The rapid proliferation of data centers has introduced localized environmental stressors—including episodic air pollutant emissions, waste heat, and intensive resource consumption—that may adversely affect community health. Current assessment approaches rely largely on coarse regional averages and fragmented datasets, which fail to capture neighborhood-scale, time-varying exposure patterns associated with data center operations. As a result, there is a critical need for fine-scale, integrated assessment frameworks to support rigorous health impact evaluation.

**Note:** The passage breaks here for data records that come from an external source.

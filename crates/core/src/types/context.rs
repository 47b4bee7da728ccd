use std::collections::{BTreeMap, BTreeSet};

use chrono::{DateTime, Utc};
use secrecy::{ExposeSecret, Secret};

// =============================================================================
// Security Context
// =============================================================================

/// Bearer credential presented with a request.
#[derive(Debug, Clone)]
pub struct Credential {
    /// Opaque token, verified by a `TokenVerifier`.
    pub token: Secret<String>,
    /// Expiry, if the token carries one.
    pub expires_at: Option<DateTime<Utc>>,
}

impl Credential {
    pub fn new(token: impl Into<String>) -> Self {
        Self {
            token: Secret::new(token.into()),
            expires_at: None,
        }
    }

    pub fn expiring_at(mut self, expires_at: DateTime<Utc>) -> Self {
        self.expires_at = Some(expires_at);
        self
    }

    pub fn is_expired(&self, now: DateTime<Utc>) -> bool {
        self.expires_at.map_or(false, |exp| exp <= now)
    }

    pub fn expose(&self) -> &str {
        self.token.expose_secret()
    }
}

/// Caller identity and permissions. Read-only to the executor.
#[derive(Debug, Clone)]
pub struct SecurityContext {
    /// Principal identifier (user ID, service account).
    pub principal: String,
    /// Granted capabilities. `*` grants everything, `prefix.*` a namespace.
    pub capabilities: BTreeSet<String>,
    /// Rate-limit bucket (tenant, plan tier).
    pub rate_limit_bucket: String,
    /// Request metadata copied into audit records (IP, user agent).
    pub request_metadata: BTreeMap<String, String>,
    /// Credential, if the request was authenticated with one.
    pub credential: Option<Credential>,
}

impl SecurityContext {
    /// Create a context for a principal in the default bucket.
    pub fn new(principal: impl Into<String>) -> Self {
        Self {
            principal: principal.into(),
            capabilities: BTreeSet::new(),
            rate_limit_bucket: "default".to_string(),
            request_metadata: BTreeMap::new(),
            credential: None,
        }
    }

    pub fn with_capability(mut self, capability: impl Into<String>) -> Self {
        self.capabilities.insert(capability.into());
        self
    }

    pub fn with_capabilities<I, S>(mut self, capabilities: I) -> Self
    where
        I: IntoIterator<Item = S>,
        S: Into<String>,
    {
        self.capabilities.extend(capabilities.into_iter().map(Into::into));
        self
    }

    pub fn with_bucket(mut self, bucket: impl Into<String>) -> Self {
        self.rate_limit_bucket = bucket.into();
        self
    }

    pub fn with_metadata(mut self, key: impl Into<String>, value: impl Into<String>) -> Self {
        self.request_metadata.insert(key.into(), value.into());
        self
    }

    pub fn with_credential(mut self, credential: Credential) -> Self {
        self.credential = Some(credential);
        self
    }

    /// Whether the context grants `capability`, honoring wildcards.
    pub fn grants(&self, capability: &str) -> bool {
        self.capabilities.iter().any(|held| capability_matches(held, capability))
    }

    /// Required capabilities not granted by this context.
    pub fn missing<'a, I>(&self, required: I) -> Vec<String>
    where
        I: IntoIterator<Item = &'a String>,
    {
        required
            .into_iter()
            .filter(|c| !self.grants(c))
            .cloned()
            .collect()
    }
}

fn capability_matches(held: &str, required: &str) -> bool {
    if held == "*" || held == required {
        return true;
    }
    match held.strip_suffix(".*") {
        Some(prefix) => required
            .strip_prefix(prefix)
            .map_or(false, |rest| rest.starts_with('.')),
        None => false,
    }
}

#[cfg(test)]
mod tests {
    use super::*;

    #[test]
    fn test_exact_and_wildcard_grants() {
        let ctx = SecurityContext::new("editor").with_capabilities(["content.*", "media.upload"]);
        assert!(ctx.grants("content.create"));
        assert!(ctx.grants("content.draft.publish"));
        assert!(ctx.grants("media.upload"));
        assert!(!ctx.grants("media.delete"));
        assert!(!ctx.grants("contentx.create"));
        assert!(!ctx.grants("content"));
    }

    #[test]
    fn test_superuser() {
        let ctx = SecurityContext::new("root").with_capability("*");
        assert!(ctx.grants("plugin.install"));
    }

    #[test]
    fn test_missing() {
        let ctx = SecurityContext::new("u").with_capability("a");
        let required: BTreeSet<String> = ["a".to_string(), "b".to_string()].into_iter().collect();
        assert_eq!(ctx.missing(&required), vec!["b".to_string()]);
    }

    #[test]
    fn test_credential_expiry() {
        let now = Utc::now();
        let cred = Credential::new("t").expiring_at(now - chrono::Duration::seconds(1));
        assert!(cred.is_expired(now));
        assert!(!Credential::new("t").is_expired(now));
        assert_eq!(cred.expose(), "t");
    }
}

This project addresses this gap by developing a scalable, digital twin–enabled data fusion framework that integrates satellite observations, high-resolution meteorological model outputs, air quality sensor networks, land-cover and infrastructure footprint data, and geocoded demographic and health indicators. Spatiotemporal AI/ML models will support downscaling, calibration, gap filling, and uncertainty quantification within a cloud-based, reproducible workflow architecture.
Project deliverables include harmonized exposure–health datasets, interactive decision-support dashboards, and peer-reviewed publications. Collectively, these outputs will provide a rigorous, evidence-based foundation for assessing health impacts associated with data center operations, enabling data-driven planning, zoning, construction, and public health decision-making. In addition, the project advances digital infrastructure analytics, strengthens cyberinfrastructure capabilities, and generates actionable insights to support sustainable data center development and community health protection.